Il est donc logique de s’attendre à ce que l’expert soit légitime et sache parfaitement de quoi il parle. En effet, étymologiquement, l’expert est quelqu’un qui a fait ses preuves, qui a une réelle expérience, une réelle compétence et qui possède donc une autorité sur un sujet ou un domaine spécifique.
Pourtant, aujourd’hui, l’expertise peut souvent apparaître comme un conflit de valeurs. La compétitivité peut court-circuiter le recours à des rationalités autres que celles pour lesquelles on a demandé l’expertise.
Pour autant, qu’entendons-nous réellement par « expertise » ? Qui sont ces soit-disant expert.e.s ? Sont-ils réellement légitimes pour débattre des sujets, parfois pointus, pour lesquels ils sont conviés ?
Les expert.e.s, des sachant.e.s vraiment désintéressé.e.s ?
Une expertise souvent liée au pouvoir en place
Aujourd’hui subsistent beaucoup d’interrogations sur le réel désintéressement des experts et sur les façons qui existent pour contrôler au mieux leurs propositions et être sûr qu’elles sont réellement objectives. En effet, leurs compétences spécifiques sont souvent mises au service d’une action, en réponse à une demande spéciale et/ou politique. En outre, il leur est de plus en plus demandé d’intervenir dans des domaines qu’ils ne maîtrisent pas forcément. De telles pratiques remettent en cause leur légitimité et leur objectivité.
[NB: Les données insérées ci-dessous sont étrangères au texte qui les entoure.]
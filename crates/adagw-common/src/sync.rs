//! ---
//! gw_section: "01-core-functionality"
//! gw_subsection: "module"
//! gw_type: "source"
//! gw_scope: "code"
//! gw_description: "Shared primitives and utilities for the gateway runtime."
//! gw_version: "v0.0.0-prealpha"
//! gw_owner: "tbd"
//! ---
use std::time::Duration;

use parking_lot::{Mutex, MutexGuard};
use tracing::warn;

/// Mutex whose acquisitions always carry a deadline.
///
/// Shared gateway structures never block indefinitely: a caller that cannot
/// get the lock within its budget skips the work and retries on its next tick.
#[derive(Debug, Default)]
pub struct TimedMutex<T> {
    name: &'static str,
    inner: Mutex<T>,
}

impl<T> TimedMutex<T> {
    pub fn new(name: &'static str, value: T) -> Self {
        Self {
            name,
            inner: Mutex::new(value),
        }
    }

    /// Acquire within `budget`, logging a warning and returning `None` on timeout.
    pub fn lock_within(&self, budget: Duration) -> Option<MutexGuard<'_, T>> {
        let guard = self.inner.try_lock_for(budget);
        if guard.is_none() {
            warn!(lock = self.name, budget_ms = budget.as_millis() as u64, "lock acquisition timed out");
        }
        guard
    }

    pub fn name(&self) -> &'static str {
        self.name
    }

    pub fn into_inner(self) -> T {
        self.inner.into_inner()
    }
}
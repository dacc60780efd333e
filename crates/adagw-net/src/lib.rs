//! ---
//! gw_section: "04-networking-transport"
//! gw_subsection: "module"
//! gw_type: "source"
//! gw_scope: "code"
//! gw_description: "Server links, connectors and framing."
//! gw_version: "v0.0.0-prealpha"
//! gw_owner: "tbd"
//! ---
//! Transports between the gateway and its server.
//!
//! Two [`ServerLink`] implementations share one connector and one envelope
//! codec: [`SynchronousLink`] opens a connection per delivery and keeps a
//! separate receive connection, [`CorrelatedLink`] multiplexes requests and
//! server pushes over a single WebSocket matched by request id.
#![warn(missing_docs)]

pub mod connector;
pub mod correlated;
pub mod framing;
pub mod link;
pub mod sync_link;

/// Result alias used by the links.
pub type Result<T> = std::result::Result<T, LinkError>;

/// Transport failures. All of them are retriable except [`LinkError::Tls`]
/// raised while building a connector.
#[derive(Debug, thiserror::Error)]
pub enum LinkError {
    /// Socket level failure.
    #[error("io error: {0}")]
    Io(#[from] std::io::Error),
    /// A bounded wait expired.
    #[error("timed out during {operation}")]
    Timeout {
        /// Operation that did not finish in time.
        operation: &'static str,
    },
    /// TLS configuration or handshake failure.
    #[error("tls error: {0}")]
    Tls(String),
    /// WebSocket protocol failure.
    #[error("websocket error: {0}")]
    WebSocket(#[from] tokio_tungstenite::tungstenite::Error),
    /// Outbound envelope could not be encoded.
    #[error("codec error: {0}")]
    Codec(#[from] adagw_msg::CodecError),
    /// The link currently has no connection to the server.
    #[error("not connected to server")]
    Disconnected,
    /// The peer sent more than the frame limit without a delimiter.
    #[error("frame exceeds {limit} bytes without a delimiter")]
    FrameTooLarge {
        /// Limit that was exceeded.
        limit: usize,
    },
    /// The server never answered a correlated request.
    #[error("no response for request {request_id}")]
    NoResponse {
        /// Request that was revoked.
        request_id: u64,
    },
}

pub use connector::{connector_from_config, Connector, LinkStream, TcpConnector, TlsConnector};
pub use correlated::CorrelatedLink;
pub use framing::{read_frame, write_frame, FrameSplitter, FRAME_DELIMITER, MAX_FRAME_LEN};
pub use link::{CommandRouter, ServerLink};
pub use sync_link::SynchronousLink;
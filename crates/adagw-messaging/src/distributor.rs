//! ---
//! gw_section: "02-messaging-ipc-data-model"
//! gw_subsection: "module"
//! gw_type: "source"
//! gw_scope: "code"
//! gw_description: "Deduplicating fan-out of sensor readings to secondary sinks."
//! gw_version: "v0.0.0-prealpha"
//! gw_owner: "tbd"
//! ---
use std::collections::btree_map::Entry;
use std::collections::{BTreeMap, VecDeque};
use std::sync::Arc;
use std::time::Duration;

use adagw_common::{Cadence, DistributorConfig, Shutdown, TimedMutex};
use adagw_msg::{
    to_csv, CacheRecordEncoder, Correlation, CsvLayout, EnvelopeCodec, Message, RecordEncoder,
};
use tracing::{debug, info, warn};

use crate::bus::{MessageBus, FAILURE_TOPIC, SERVICE_TOPIC};
use crate::pipe::GeekPipe;

const LOCK_BUDGET: Duration = Duration::from_secs(2);

/// Everything that makes two readings the same reading, minus the timestamp
/// (which is the history key).
#[derive(Debug, Clone, PartialEq, Eq)]
struct Signature {
    euid: u64,
    device_type_id: u16,
    dev_version: i32,
    fw_version: String,
    protocol_version: String,
    tt_version: i64,
    values: Vec<(u16, u32, bool)>,
}

impl Signature {
    fn of(msg: &Message) -> Self {
        Self {
            euid: msg.device.euid,
            device_type_id: msg.device.device_type_id,
            dev_version: msg.device.version,
            fw_version: msg.fw_version.clone(),
            protocol_version: msg.protocol_version.clone(),
            tt_version: msg.tt_version,
            values: msg
                .device
                .values
                .iter()
                .map(|v| (v.module_id, v.value.to_bits(), v.available))
                .collect(),
        }
    }
}

/// Seen readings keyed by timestamp, forgotten in arrival order.
#[derive(Debug, Default)]
struct History {
    by_time: BTreeMap<i64, VecDeque<Signature>>,
    arrivals: VecDeque<i64>,
}

impl History {
    fn len(&self) -> usize {
        self.arrivals.len()
    }

    fn contains(&self, timestamp: i64, signature: &Signature) -> bool {
        self.by_time
            .get(&timestamp)
            .is_some_and(|seen| seen.contains(signature))
    }

    fn insert(&mut self, timestamp: i64, signature: Signature, limit: usize) {
        self.by_time.entry(timestamp).or_default().push_back(signature);
        self.arrivals.push_back(timestamp);
        while self.arrivals.len() > limit {
            let Some(expired) = self.arrivals.pop_front() else {
                break;
            };
            if let Entry::Occupied(mut seen) = self.by_time.entry(expired) {
                seen.get_mut().pop_front();
                if seen.get().is_empty() {
                    seen.remove();
                }
            }
        }
    }
}

/// Deduplicates freshly produced readings and publishes them to the bus and
/// the optional debug pipe.
pub struct MessageDistributor {
    config: DistributorConfig,
    bus: Arc<dyn MessageBus>,
    codec: Arc<dyn EnvelopeCodec>,
    tap: Option<GeekPipe>,
    history: TimedMutex<History>,
    pending: TimedMutex<VecDeque<Message>>,
}

impl MessageDistributor {
    /// Build a distributor; a failure to create the debug pipe disables it.
    pub fn new(
        config: DistributorConfig,
        bus: Arc<dyn MessageBus>,
        codec: Arc<dyn EnvelopeCodec>,
    ) -> Self {
        let tap = if config.geek_mode_enabled {
            match GeekPipe::create(&config.geek_mode_path) {
                Ok(pipe) => {
                    info!(path = %pipe.path().display(), "geek mode enabled");
                    Some(pipe)
                }
                Err(err) => {
                    warn!(error = %err, path = %config.geek_mode_path.display(), "geek pipe unavailable");
                    None
                }
            }
        } else {
            None
        };
        Self {
            config,
            bus,
            codec,
            tap,
            history: TimedMutex::new("distributor-history", History::default()),
            pending: TimedMutex::new("distributor-pending", VecDeque::new()),
        }
    }

    /// Encoder the cache uses for its backing file.
    pub fn record_encoder(&self) -> Arc<dyn RecordEncoder> {
        Arc::new(CacheRecordEncoder)
    }

    /// Queue a `data` message unless an identical reading with the same
    /// timestamp was already seen. Returns whether it was queued.
    pub fn add_message(&self, msg: &Message) -> bool {
        if !msg.is_data() {
            return false;
        }
        let signature = Signature::of(msg);
        {
            let Some(mut history) = self.history.lock_within(LOCK_BUDGET) else {
                return false;
            };
            if history.contains(msg.timestamp, &signature) {
                info!(euid = msg.device.euid, timestamp = msg.timestamp, "message already in history, dropped");
                return false;
            }
            history.insert(msg.timestamp, signature, self.config.history_limit);
            debug!(entries = history.len(), "history updated");
        }

        let Some(mut pending) = self.pending.lock_within(LOCK_BUDGET) else {
            return false;
        };
        pending.push_back(msg.clone());
        true
    }

    /// Messages waiting to be published.
    pub fn pending_len(&self) -> usize {
        self.pending.lock_within(LOCK_BUDGET).map_or(0, |q| q.len())
    }

    /// Publish the oldest pending message. Returns `false` when nothing was pending.
    pub fn publish_next(&self) -> bool {
        let Some(msg) = self
            .pending
            .lock_within(Duration::from_secs(1))
            .and_then(|mut q| q.pop_front())
        else {
            return false;
        };

        if let Some(tap) = &self.tap {
            if let Err(err) = tap.write(&to_csv(&msg, CsvLayout::Compact)) {
                warn!(error = %err, path = %tap.path().display(), "cannot write to geek pipe");
            }
        }
        self.publish_data(&msg);
        true
    }

    fn publish_data(&self, msg: &Message) {
        let topic = &self.config.data_topic;
        let qos = self.config.qos;
        self.publish(topic, &to_csv(msg, CsvLayout::Full), qos);
        self.publish(&format!("{topic}/csv"), &to_csv(msg, CsvLayout::Compact), qos);
        match self.codec.encode(msg, Correlation::NONE) {
            Ok(xml) => self.publish(&format!("{topic}/xml"), &xml, qos),
            Err(err) => warn!(error = %err, "cannot encode message for xml topic"),
        }
    }

    fn publish(&self, topic: &str, payload: &str, qos: u8) {
        match self.bus.publish(topic, payload, qos) {
            Ok(()) => debug!(bus = self.bus.name(), topic, qos, "published"),
            Err(err) => warn!(bus = self.bus.name(), topic, error = %err, "publish failed"),
        }
    }

    /// Announce a service notice.
    pub fn publish_info(&self, text: &str) {
        self.publish(SERVICE_TOPIC, text, self.config.qos);
    }

    /// Announce a failure notice.
    pub fn publish_error(&self, text: &str) {
        self.publish(FAILURE_TOPIC, text, self.config.qos);
    }

    /// Drain pending messages at the configured cadence until shutdown.
    pub async fn run(self: Arc<Self>, mut shutdown: Shutdown) {
        info!(cadence_ms = self.config.cadence.as_millis() as u64, "distributor running");
        let mut cadence = Cadence::new(self.config.cadence);
        loop {
            tokio::select! {
                _ = shutdown.triggered() => break,
                _ = cadence.tick() => {
                    self.publish_next();
                }
            }
        }
        info!(left = self.pending_len(), "distributor stopped");
    }
}
//! ---
//! gw_section: "01-core-functionality"
//! gw_subsection: "module"
//! gw_type: "source"
//! gw_scope: "code"
//! gw_description: "Aggregator, dispatch and clock blackout handling."
//! gw_version: "v0.0.0-prealpha"
//! gw_owner: "tbd"
//! ---
//! Composition root of the adapter gateway.
//!
//! The [`Aggregator`] owns the priority cache, the server link and the
//! distributor. Device modules talk back to it through a non-owning
//! [`AggregatorHandle`], and server pushes reach them through the
//! [`Dispatcher`].

pub mod aggregator;
pub mod dispatcher;
pub mod monitor;
pub mod parameters;

pub use aggregator::{
    gateway_identity, Aggregator, AggregatorHandle, AggregatorParts, AggregatorSettings,
    AggregatorTasks, SendOutcome,
};
pub use dispatcher::{route_command, DeviceModule, Dispatch, Dispatcher, ModuleKind};
pub use monitor::{MonitorState, TimeValidityMonitor};
pub use parameters::{local_ipv4_addresses, ParamOutcome, Parameters};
La légitimité est également remise en cause du fait que ce sont très souvent les mêmes experts qui sont consultés sur des sujets très divers. Ceci crée des réseaux de connaissance très biaisés. Biais qui peuvent être accentués par le fait que les expertises sont souvent liées aux pouvoirs en place. Ces liens, parfois étroits, entre experts et gens de pouvoirs ONT déjà conduit, par le passé, à la formation de « gouvernances ». Ces dernières sont nécessaires pour gérer des « sociétés de risques » et pour développer la rentabilité et la performance. Or, l’expertise comme « outil du pouvoir politique » engendre beaucoup de doutes envers les sciences et techniques. En effet, celles-ci ne sont alors plus au service du bien commun.
Les critiques contre l’expertise ont été notamment très vives après Tchernobyl (1986). Avant cette catastrophe nucléaire, l’expertise était forcément vraie puisqu’elle faisait appel à la Science. Cette dernière était alors quasiment parole d’évangile car considérée comme indubitable et formelle. Après la catastrophe, en revanche, les citoyen.ne.s ont (re)découvert la réalité de la science. Une science faite d’incertitudes et de controverses. Il était alors nécessaire de trouver des moyens pour éviter son rejet, comme former les publics ou trouver de nouvelles méthodes pour repenser l’expertise.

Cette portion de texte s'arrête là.